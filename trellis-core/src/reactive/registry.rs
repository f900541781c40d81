//! Identity Registry & Wrapping Entry Points
//!
//! One raw object gets at most one mutable wrapper and at most one readonly
//! wrapper, system-wide. The registry records raw identity → weak wrapper
//! for each pair (the wrapper itself carries wrapper → raw), making every
//! entry point idempotent: wrapping an already-wrapped value returns the
//! existing wrapper.
//!
//! The shallow-readonly variant shares the readonly registry pair, so for a
//! given raw object whichever readonly flavor is requested first is the one
//! later requests observe.
//!
//! Readonly status cannot be downgraded: observing a readonly wrapper with
//! [`reactive`] yields the readonly wrapper itself, and a raw object
//! pre-marked readonly routes to [`readonly`] even through the mutable
//! entry point.

use std::collections::HashMap;
use std::sync::{Arc, OnceLock, Weak};

use parking_lot::RwLock;

use super::handlers::{Observed, ObservedBody, ObserveKind};
use crate::value::{Obj, Value};

static RAW_TO_REACTIVE: OnceLock<RwLock<HashMap<u64, Weak<ObservedBody>>>> = OnceLock::new();
static RAW_TO_READONLY: OnceLock<RwLock<HashMap<u64, Weak<ObservedBody>>>> = OnceLock::new();

fn raw_to_reactive() -> &'static RwLock<HashMap<u64, Weak<ObservedBody>>> {
    RAW_TO_REACTIVE.get_or_init(|| RwLock::new(HashMap::new()))
}

fn raw_to_readonly() -> &'static RwLock<HashMap<u64, Weak<ObservedBody>>> {
    RAW_TO_READONLY.get_or_init(|| RwLock::new(HashMap::new()))
}

/// Wrap `value` in a mutable, deeply-reactive wrapper.
///
/// Non-object values are returned unchanged with a diagnostic. A value that
/// is already a wrapper is returned as-is - in particular, observing a
/// readonly wrapper yields that readonly wrapper. A raw object pre-marked
/// readonly yields its readonly wrapper instead.
pub fn reactive(value: Value) -> Value {
    match value {
        Value::Observed(_) => value,
        Value::Obj(obj) => {
            if obj.is_marked_readonly() {
                return readonly(Value::Obj(obj));
            }
            create_observed(obj, ObserveKind::Mutable)
        }
        other => {
            tracing::warn!(kind = other.kind_name(), "value cannot be made reactive");
            other
        }
    }
}

/// Wrap `value` in a deeply-readonly wrapper.
///
/// Given a mutable wrapper, wraps the underlying raw object - the raw data,
/// never the wrapper itself. Given a readonly wrapper, returns it unchanged.
pub fn readonly(value: Value) -> Value {
    create_readonly(value, ObserveKind::Readonly)
}

/// Wrap `value` in a root-level readonly wrapper that does not recurse into
/// nested values. Shares the readonly identity registry with [`readonly`].
pub fn shallow_readonly(value: Value) -> Value {
    create_readonly(value, ObserveKind::ShallowReadonly)
}

fn create_readonly(value: Value, kind: ObserveKind) -> Value {
    match value {
        Value::Observed(observed) => match observed.kind() {
            ObserveKind::Mutable => create_observed(observed.raw(), kind),
            _ => Value::Observed(observed),
        },
        Value::Obj(obj) => create_observed(obj, kind),
        other => {
            tracing::warn!(kind = other.kind_name(), "value cannot be made readonly");
            other
        }
    }
}

/// The common construction contract behind every entry point.
fn create_observed(target: Obj, kind: ObserveKind) -> Value {
    if target.is_marked_non_reactive() {
        return Value::Obj(target);
    }

    let registry = match kind {
        ObserveKind::Mutable => raw_to_reactive(),
        _ => raw_to_readonly(),
    };

    let mut entries = registry.write();
    if let Some(body) = entries.get(&target.id()).and_then(Weak::upgrade) {
        return Value::Observed(Observed { body });
    }

    let observed = Observed::new(target.clone(), kind);
    entries.insert(target.id(), Arc::downgrade(&observed.body));
    Value::Observed(observed)
}

/// Whether `value` is a mutable reactive wrapper.
pub fn is_reactive(value: &Value) -> bool {
    matches!(value, Value::Observed(observed) if observed.kind() == ObserveKind::Mutable)
}

/// Whether `value` is a readonly (deep or shallow) wrapper.
pub fn is_readonly(value: &Value) -> bool {
    matches!(value, Value::Observed(observed) if observed.kind() != ObserveKind::Mutable)
}

/// The underlying raw identity of a wrapper, or the input unchanged for
/// anything that is not a wrapper.
pub fn to_raw(value: Value) -> Value {
    match value {
        Value::Observed(observed) => Value::Obj(observed.raw()),
        other => other,
    }
}

/// Pre-mark a raw object as readonly: from now on the mutable entry point
/// yields its readonly wrapper. Settable once; never cleared.
pub fn mark_readonly(value: &Value) {
    match value {
        Value::Obj(obj) => obj.mark_readonly(),
        other => {
            tracing::warn!(
                kind = other.kind_name(),
                "only raw objects can be marked readonly"
            );
        }
    }
}

/// Pre-mark a raw object as non-observable: every entry point passes it
/// through unchanged. Settable once; never cleared.
pub fn mark_non_reactive(value: &Value) {
    match value {
        Value::Obj(obj) => obj.mark_non_reactive(),
        other => {
            tracing::warn!(
                kind = other.kind_name(),
                "only raw objects can be marked non-reactive"
            );
        }
    }
}

// ----------------------------------------------------------------------------
// Tests
// ----------------------------------------------------------------------------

--

EXERCISE: Would you copy out each line of the records above where the word "that" occurs?

TASK OUTPUT:
/// Non-object values are returned unchanged with a diagnostic. A value that
/// readonly wrapper yields that readonly wrapper. A raw object pre-marked
/// Wrap `value` in a root-level readonly wrapper that does not recurse into
/// anything that is not a wrapper.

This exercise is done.